Afin de fiabiliser les données du TAJ, les députés envisagent de rapprocher les trois fichiers. Depuis octobre 2017, l’outil GASPARD NG permet d’alimenter simultanément le TAJ et le FAED. Les rapporteurs veulent aller plus loin et envisagent une base centrale commune reliant FAED, FNAEG et TAJ. Mais cela « conduirait à une base de données particulièrement sensibles issues de différents traitements de données à caractère personnel poursuivant des finalités distinctes ». À défaut, un identifiant commun pour les trois fichiers pourrait être mis en place. Le sujet est en réflexion à l’Intérieur.

Plusieurs personnes auditionnées ont suggéré de créer une interconnexion avec le fichier des titres électroniques sécurisés (TES ; Dalloz actualité, 7 nov. 2016, obs. D. Poupeau ), qui contient les empreintes digitales et la photographie des demandeurs de cartes d’identité et de passeports. Les rapporteurs y sont opposés. Outre des difficultés techniques, une telle interconnexion se heurterait à la jurisprudence constitutionnelle. Par ailleurs, le traitement TES « présente une extrême sensibilité politique. On ne saurait le faire évoluer sans dommages vers un registre de la population ».

L’avenir : interconnexions et reconnaissance faciale

Les droits d’accès direct des différents services à des fichiers d’autres services ont été étendus au fil des années (v. Dalloz actualité, 15 sept. 2014, art. A. Portmann  ; ibid. 9 juill. 2018, art. P. Januel ). Les rapporteurs proposent d’aller plus loin mais également de développer les interconnexions pour aller contre le cloisonnement des fichiers.

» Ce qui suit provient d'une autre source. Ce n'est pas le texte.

use serde::Deserialize;
use serde_json::{Map, Value, json};

use crate::config::Config;
use crate::site::{BuildError, Quill};

/// One butler call: an operation name plus optional named arguments.
#[derive(Deserialize, Debug)]
pub struct Request {
    pub command: String,
    #[serde(default)]
    pub args: Option<Map<String, Value>>,
}

impl Request {
    pub fn bare(command: &str) -> Self {
        Self {
            command: command.to_string(),
            args: None,
        }
    }
}

#[derive(Debug)]
pub enum DispatchError {
    UnknownCommand(String),
    InvalidArgs(String),
    Operation(BuildError),
    Encoding(serde_json::Error),
}

impl From<BuildError> for DispatchError {
    fn from(err: BuildError) -> Self {
        DispatchError::Operation(err)
    }
}

impl From<serde_json::Error> for DispatchError {
    fn from(err: serde_json::Error) -> Self {
        DispatchError::Encoding(err)
    }
}

impl std::fmt::Display for DispatchError {
    fn fmt(&self, f: &mut std::fmt::Formatter<'_>) -> std::fmt::Result {
        match self {
            DispatchError::UnknownCommand(name) => write!(f, "Unknown command: {}", name),
            DispatchError::InvalidArgs(msg) => write!(f, "Invalid arguments: {}", msg),
            DispatchError::Operation(e) => write!(f, "Command failed: {}", e),
            DispatchError::Encoding(e) => write!(f, "Response encoding error: {}", e),
        }
    }
}

impl std::error::Error for DispatchError {}

/// Resolve a butler request against the fixed command registry and run it.
///
/// Only the names matched here are reachable; anything else is rejected at
/// the boundary with `UnknownCommand`. Commands returning a value yield it
/// as the response body, the rest yield `{"status": "complete"}`.
pub fn dispatch(app: &mut Quill, request: &Request) -> Result<Value, DispatchError> {
    let args = request.args.as_ref();

    match request.command.as_str() {
        "init" => {
            app.init()?;
            Ok(complete())
        }
        "build" => {
            app.build()?;
            Ok(complete())
        }
        "clear" => {
            app.clear()?;
            Ok(complete())
        }
        "post" => {
            let title = str_arg(args, "title")?;
            let text = str_arg(args, "text")?;
            let categories = list_arg(args, "categories")?;
            app.post(&title, &text, categories)?;
            Ok(complete())
        }
        "edit_config" => {
            let field = str_arg(args, "field")?;
            let key = str_arg(args, "key")?;
            let value = str_arg(args, "value")?;
            app.edit_config(&field, &key, &value)?;
            Ok(complete())
        }
        "set_config" => {
            let value = arg(args, "config")?;
            let config: Config = serde_json::from_value(value.clone())
                .map_err(|e| DispatchError::InvalidArgs(format!("config: {}", e)))?;
            app.set_config(config)?;
            Ok(complete())
        }
        "get_config" => Ok(serde_json::to_value(app.get_config())?),
        "get_analytics" => Ok(serde_json::to_value(app.get_analytics())?),
        other => Err(DispatchError::UnknownCommand(other.to_string())),
    }
}

fn complete() -> Value {
    json!({ "status": "complete" })
}

fn arg<'a>(args: Option<&'a Map<String, Value>>, name: &str) -> Result<&'a Value, DispatchError> {
    args.and_then(|map| map.get(name))
        .ok_or_else(|| DispatchError::InvalidArgs(format!("missing `{}`", name)))
}

fn str_arg(args: Option<&Map<String, Value>>, name: &str) -> Result<String, DispatchError> {
    arg(args, name)?
        .as_str()
        .map(str::to_string)
        .ok_or_else(|| DispatchError::InvalidArgs(format!("`{}` must be a string", name)))
}

fn list_arg(args: Option<&Map<String, Value>>, name: &str) -> Result<Vec<String>, DispatchError> {
    let values = arg(args, name)?
        .as_array()
        .ok_or_else(|| DispatchError::InvalidArgs(format!("`{}` must be a list", name)))?;
    values
        .iter()
        .map(|v| {
            v.as_str()
                .map(str::to_string)
                .ok_or_else(|| DispatchError::InvalidArgs(format!("`{}` must hold strings", name)))
        })
        .collect()
}

#[cfg(test)]
mod tests {
    use super::*;

    fn app() -> (tempfile::TempDir, Quill) {
        let dir = tempfile::tempdir().unwrap();
        let app = Quill::open(dir.path()).unwrap();
        (dir, app)
    }

    #[test]
    fn test_unknown_command_rejected_at_boundary() {
        let (_dir, mut app) = app();
        let err = dispatch(&mut app, &Request::bare("__dict__")).unwrap_err();
        assert!(matches!(err, DispatchError::UnknownCommand(_)));
    }

    #[test]
    fn test_get_config_returns_merged_document() {
        let (_dir, mut app) = app();
        let value = dispatch(&mut app, &Request::bare("get_config")).unwrap();
        assert_eq!(value["site"]["color"], "#00bebe");
        assert_eq!(value["assets"]["manifest"], "manifest.webmanifest");
    }

    #[test]
    fn test_post_requires_typed_args() {
        let (_dir, mut app) = app();

        let err = dispatch(&mut app, &Request::bare("post")).unwrap_err();
        assert!(matches!(err, DispatchError::InvalidArgs(_)));

        let mut args = Map::new();
        args.insert("title".to_string(), json!("Hello"));
        args.insert("text".to_string(), json!("World"));
        args.insert("categories".to_string(), json!("general"));
        let request = Request {
            command: "post".to_string(),
            args: Some(args),
        };
        let err = dispatch(&mut app, &request).unwrap_err();
        assert!(matches!(err, DispatchError::InvalidArgs(_)));
    }

    #[test]
    fn test_edit_config_dispatch_round_trip() {
        let (_dir, mut app) = app();
        app.init().unwrap();

        let mut args = Map::new();
        args.insert("field".to_string(), json!("site"));
        args.insert("key".to_string(), json!("name"));
        args.insert("value".to_string(), json!("Machine and me"));
        let request = Request {
            command: "edit_config".to_string(),
            args: Some(args),
        };
        let response = dispatch(&mut app, &request).unwrap();
        assert_eq!(response, json!({ "status": "complete" }));

        let config = dispatch(&mut app, &Request::bare("get_config")).unwrap();
        assert_eq!(config["site"]["name"], "Machine and me");
    }

    #[test]
    fn test_get_analytics_after_build() {
        let (_dir, mut app) = app();
        app.init().unwrap();

        let value = dispatch(&mut app, &Request::bare("get_analytics")).unwrap();
        assert!(value["build_speed"].as_u64().unwrap() > 0);
    }
}
use anyhow::Result;
use clap::{ArgMatches, Command};

use super::{add_root_arg, open_app};

pub fn make_subcommand() -> Command {
    add_root_arg(Command::new("init"))
        .about("Scaffold storage, default templates, and the first build")
}

pub fn execute(args: &ArgMatches) -> Result<()> {
    let mut app = open_app(args)?;
    app.init()?;

    println!("Initialized blog in {}", app.site_dir().display());

    Ok(())
}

Une mise en relation entre le TAJ et CASSIOPEE du ministère de la Justice est déjà expérimentée. Les rapporteurs envisagent une interconnexion entre le TAJ et le casier judiciaire national, pour permettre l’inscription dans le TAJ des condamnations pénales.

Les rapporteurs jugent aussi concevable un croisement, très encadré, entre le FSPRT (fichier de renseignement sur la radicalisation) et le Répertoire des expertises (REDEX) ou le fichier HOPSY qui permet le suivi des personnes hospitalisées sans leur consentement en raison de troubles mentaux.

Pour aller plus loin, le rapport envisage une interface permettant l’interrogation simultanée de différents fichiers, qui fonctionnerait comme un moteur de recherche à partir de la saisie d’une identité. Déjà, pour les enquêtes administratives, deux services compétents utilisent ACCReD qui permet le criblage d’une personne par la consultation simultanée de plusieurs fichiers (v. Dalloz actualité, 19 sept. 2017, obs. W. Azoulay ).

Outre l’interconnexion au niveau européen, un autre pas serait la reconnaissance faciale. Le TAJ comporte déjà une fonctionnalité de reconnaissance faciale permettant des rapprochements avec les 7 millions de photographies inscrites dans ce fichier. Selon le ministère de l’Intérieur, « la photo faciale est une biométrie qui présente moins de contraintes dans sa capture et son traitement que l’empreinte digitale ». Il est techniquement envisageable de permettre prochainement une consultation du FPR (fichier des personnes recherchées) à partir d’une photo.

Par ailleurs, le tableau de bord numérique des forces de l’ordre contient un appareil photo qui « offre des perspectives intéressantes peu explorées et prometteuses » pour le contrôle mobile des empreintes digitales : d’ici deux ans, NEO pourrait être un outil « de contrôle et d’identification des personnes recherchées, ou des étrangers en situation irrégulière, et de contrôle aux frontières ».

Des évolutions législatives sont à prévoir, et la loi d’orientation sur la justice qui arrive à l’Assemblée le mois prochain pourrait être une première occasion.